ASSIGNMENT -> Please repeat, from the entries that follow, the lines from the one containing "fn evaluate_removal(&self, tour: &Tour<'_>, rem: &Removal)" through the one containing "edge after last" exactly, adding nothing.

RECORDS TO PROCESS ->
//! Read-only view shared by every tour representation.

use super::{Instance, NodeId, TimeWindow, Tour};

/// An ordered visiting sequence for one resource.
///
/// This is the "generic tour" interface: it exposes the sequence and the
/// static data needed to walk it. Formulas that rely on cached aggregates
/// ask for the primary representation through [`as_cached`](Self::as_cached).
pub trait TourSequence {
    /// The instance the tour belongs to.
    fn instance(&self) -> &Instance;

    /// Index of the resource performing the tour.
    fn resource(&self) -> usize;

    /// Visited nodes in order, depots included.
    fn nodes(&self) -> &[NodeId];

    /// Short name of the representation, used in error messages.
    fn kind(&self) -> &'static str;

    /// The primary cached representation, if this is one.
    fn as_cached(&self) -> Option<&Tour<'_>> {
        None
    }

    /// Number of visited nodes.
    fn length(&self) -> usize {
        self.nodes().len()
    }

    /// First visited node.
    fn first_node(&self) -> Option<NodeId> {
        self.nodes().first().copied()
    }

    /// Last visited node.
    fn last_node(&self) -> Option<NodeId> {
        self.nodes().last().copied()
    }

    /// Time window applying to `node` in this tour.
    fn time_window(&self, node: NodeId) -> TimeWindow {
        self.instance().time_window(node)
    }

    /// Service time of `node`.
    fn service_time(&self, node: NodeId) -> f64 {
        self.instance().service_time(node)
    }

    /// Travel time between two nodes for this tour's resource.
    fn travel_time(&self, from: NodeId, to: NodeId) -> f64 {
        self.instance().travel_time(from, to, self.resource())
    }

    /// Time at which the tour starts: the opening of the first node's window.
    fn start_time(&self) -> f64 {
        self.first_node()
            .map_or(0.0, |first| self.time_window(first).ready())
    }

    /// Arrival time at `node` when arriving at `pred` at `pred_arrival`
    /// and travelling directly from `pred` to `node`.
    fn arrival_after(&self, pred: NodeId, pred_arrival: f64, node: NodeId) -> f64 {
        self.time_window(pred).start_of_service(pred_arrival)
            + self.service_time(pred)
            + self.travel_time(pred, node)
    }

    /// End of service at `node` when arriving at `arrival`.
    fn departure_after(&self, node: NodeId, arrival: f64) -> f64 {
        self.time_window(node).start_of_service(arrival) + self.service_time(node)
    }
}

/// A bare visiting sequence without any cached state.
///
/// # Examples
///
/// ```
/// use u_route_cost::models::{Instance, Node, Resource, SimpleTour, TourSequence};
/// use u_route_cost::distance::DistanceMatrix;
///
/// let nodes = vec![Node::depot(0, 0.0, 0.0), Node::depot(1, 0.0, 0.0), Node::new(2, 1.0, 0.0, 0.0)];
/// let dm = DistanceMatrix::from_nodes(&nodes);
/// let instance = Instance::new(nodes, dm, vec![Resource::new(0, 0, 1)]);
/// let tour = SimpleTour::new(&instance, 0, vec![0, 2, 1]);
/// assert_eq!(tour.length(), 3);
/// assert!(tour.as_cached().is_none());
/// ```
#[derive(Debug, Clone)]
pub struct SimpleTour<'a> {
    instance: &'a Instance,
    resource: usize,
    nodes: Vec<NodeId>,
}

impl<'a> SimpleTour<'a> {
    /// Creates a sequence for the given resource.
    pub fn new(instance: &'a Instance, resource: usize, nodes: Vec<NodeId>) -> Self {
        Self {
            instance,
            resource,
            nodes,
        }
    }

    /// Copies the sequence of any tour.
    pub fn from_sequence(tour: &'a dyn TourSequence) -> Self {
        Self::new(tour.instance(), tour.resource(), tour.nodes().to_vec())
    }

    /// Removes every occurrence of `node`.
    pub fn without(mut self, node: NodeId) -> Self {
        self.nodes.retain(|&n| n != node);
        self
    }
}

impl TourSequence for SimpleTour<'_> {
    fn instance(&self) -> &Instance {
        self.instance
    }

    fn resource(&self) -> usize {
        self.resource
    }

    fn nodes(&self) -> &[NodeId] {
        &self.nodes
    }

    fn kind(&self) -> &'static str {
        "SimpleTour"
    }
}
* * *
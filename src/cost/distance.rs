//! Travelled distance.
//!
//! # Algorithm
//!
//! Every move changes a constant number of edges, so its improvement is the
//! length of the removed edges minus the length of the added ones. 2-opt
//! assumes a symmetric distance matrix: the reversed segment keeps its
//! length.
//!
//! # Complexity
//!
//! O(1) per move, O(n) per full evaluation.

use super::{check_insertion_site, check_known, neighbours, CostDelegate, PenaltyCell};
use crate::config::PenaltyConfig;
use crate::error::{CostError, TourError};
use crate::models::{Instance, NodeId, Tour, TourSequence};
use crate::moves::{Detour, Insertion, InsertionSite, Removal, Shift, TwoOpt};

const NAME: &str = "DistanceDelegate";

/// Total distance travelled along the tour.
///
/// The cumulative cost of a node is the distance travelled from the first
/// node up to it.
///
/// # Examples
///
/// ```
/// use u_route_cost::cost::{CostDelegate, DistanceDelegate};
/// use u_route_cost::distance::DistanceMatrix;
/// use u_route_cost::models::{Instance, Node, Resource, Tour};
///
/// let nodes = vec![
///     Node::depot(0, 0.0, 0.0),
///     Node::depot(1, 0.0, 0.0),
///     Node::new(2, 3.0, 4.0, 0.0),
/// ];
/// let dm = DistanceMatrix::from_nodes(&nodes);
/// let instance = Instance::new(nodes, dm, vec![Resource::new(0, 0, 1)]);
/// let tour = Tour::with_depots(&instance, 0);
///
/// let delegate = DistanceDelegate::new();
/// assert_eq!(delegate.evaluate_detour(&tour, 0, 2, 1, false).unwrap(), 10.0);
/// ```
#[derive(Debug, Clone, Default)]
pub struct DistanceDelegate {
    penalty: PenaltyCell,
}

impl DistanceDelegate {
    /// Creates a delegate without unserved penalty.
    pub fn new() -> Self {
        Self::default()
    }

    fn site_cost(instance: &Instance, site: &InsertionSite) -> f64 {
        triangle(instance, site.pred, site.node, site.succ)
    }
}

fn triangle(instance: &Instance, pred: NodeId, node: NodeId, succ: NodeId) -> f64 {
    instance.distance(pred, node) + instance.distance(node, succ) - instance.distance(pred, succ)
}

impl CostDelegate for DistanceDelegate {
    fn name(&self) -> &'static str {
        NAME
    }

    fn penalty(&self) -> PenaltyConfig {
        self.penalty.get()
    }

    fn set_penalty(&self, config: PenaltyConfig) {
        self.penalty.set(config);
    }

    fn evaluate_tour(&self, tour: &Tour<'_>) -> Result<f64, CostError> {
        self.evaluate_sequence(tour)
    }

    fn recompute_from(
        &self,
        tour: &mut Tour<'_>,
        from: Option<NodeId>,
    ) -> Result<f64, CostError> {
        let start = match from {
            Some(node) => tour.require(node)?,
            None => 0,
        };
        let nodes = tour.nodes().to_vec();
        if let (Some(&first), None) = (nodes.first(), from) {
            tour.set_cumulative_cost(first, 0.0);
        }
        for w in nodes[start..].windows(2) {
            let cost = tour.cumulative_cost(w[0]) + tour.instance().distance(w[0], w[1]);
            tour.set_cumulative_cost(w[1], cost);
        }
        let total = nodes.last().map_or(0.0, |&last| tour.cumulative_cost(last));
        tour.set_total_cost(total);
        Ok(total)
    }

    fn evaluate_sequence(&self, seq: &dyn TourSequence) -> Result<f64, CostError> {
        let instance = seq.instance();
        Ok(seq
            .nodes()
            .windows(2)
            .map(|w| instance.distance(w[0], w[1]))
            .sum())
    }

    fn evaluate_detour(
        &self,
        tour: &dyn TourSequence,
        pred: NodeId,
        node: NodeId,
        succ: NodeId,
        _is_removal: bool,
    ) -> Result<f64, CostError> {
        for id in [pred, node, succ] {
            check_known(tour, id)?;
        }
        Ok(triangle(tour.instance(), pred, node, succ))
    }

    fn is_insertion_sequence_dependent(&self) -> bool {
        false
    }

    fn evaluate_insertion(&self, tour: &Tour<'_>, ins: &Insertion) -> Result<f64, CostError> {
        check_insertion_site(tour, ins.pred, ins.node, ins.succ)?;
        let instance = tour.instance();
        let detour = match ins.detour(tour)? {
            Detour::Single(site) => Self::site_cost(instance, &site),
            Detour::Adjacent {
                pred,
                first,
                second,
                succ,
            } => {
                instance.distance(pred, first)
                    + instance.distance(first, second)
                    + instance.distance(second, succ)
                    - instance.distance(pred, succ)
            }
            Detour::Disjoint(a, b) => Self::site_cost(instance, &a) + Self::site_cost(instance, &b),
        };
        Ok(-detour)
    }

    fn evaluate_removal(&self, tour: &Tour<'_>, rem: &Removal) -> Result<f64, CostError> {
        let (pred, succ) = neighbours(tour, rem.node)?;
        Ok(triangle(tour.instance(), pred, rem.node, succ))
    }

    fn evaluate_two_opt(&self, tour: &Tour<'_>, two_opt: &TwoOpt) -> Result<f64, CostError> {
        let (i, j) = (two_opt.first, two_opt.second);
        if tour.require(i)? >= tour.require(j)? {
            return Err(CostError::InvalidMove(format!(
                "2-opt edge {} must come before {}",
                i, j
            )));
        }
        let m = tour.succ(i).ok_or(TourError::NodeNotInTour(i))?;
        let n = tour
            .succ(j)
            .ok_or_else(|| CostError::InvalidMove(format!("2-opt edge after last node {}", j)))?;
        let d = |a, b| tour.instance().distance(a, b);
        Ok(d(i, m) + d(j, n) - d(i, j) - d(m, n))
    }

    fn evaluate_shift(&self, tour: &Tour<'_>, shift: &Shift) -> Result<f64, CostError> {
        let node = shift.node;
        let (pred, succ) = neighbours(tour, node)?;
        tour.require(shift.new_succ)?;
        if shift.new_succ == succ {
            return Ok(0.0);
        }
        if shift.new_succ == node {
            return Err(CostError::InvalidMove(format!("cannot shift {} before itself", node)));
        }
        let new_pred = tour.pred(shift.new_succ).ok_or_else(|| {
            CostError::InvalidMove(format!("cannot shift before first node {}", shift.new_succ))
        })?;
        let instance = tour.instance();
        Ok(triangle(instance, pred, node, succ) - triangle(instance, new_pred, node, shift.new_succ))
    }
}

EXPECTED ANSWER ->
    fn evaluate_removal(&self, tour: &Tour<'_>, rem: &Removal) -> Result<f64, CostError> {
        let (pred, succ) = neighbours(tour, rem.node)?;
        Ok(triangle(tour.instance(), pred, rem.node, succ))
    }

    fn evaluate_two_opt(&self, tour: &Tour<'_>, two_opt: &TwoOpt) -> Result<f64, CostError> {
        let (i, j) = (two_opt.first, two_opt.second);
        if tour.require(i)? >= tour.require(j)? {
            return Err(CostError::InvalidMove(format!(
                "2-opt edge {} must come before {}",
                i, j
            )));
        }
        let m = tour.succ(i).ok_or(TourError::NodeNotInTour(i))?;
        let n = tour
            .succ(j)
            .ok_or_else(|| CostError::InvalidMove(format!("2-opt edge after last node {}", j)))?;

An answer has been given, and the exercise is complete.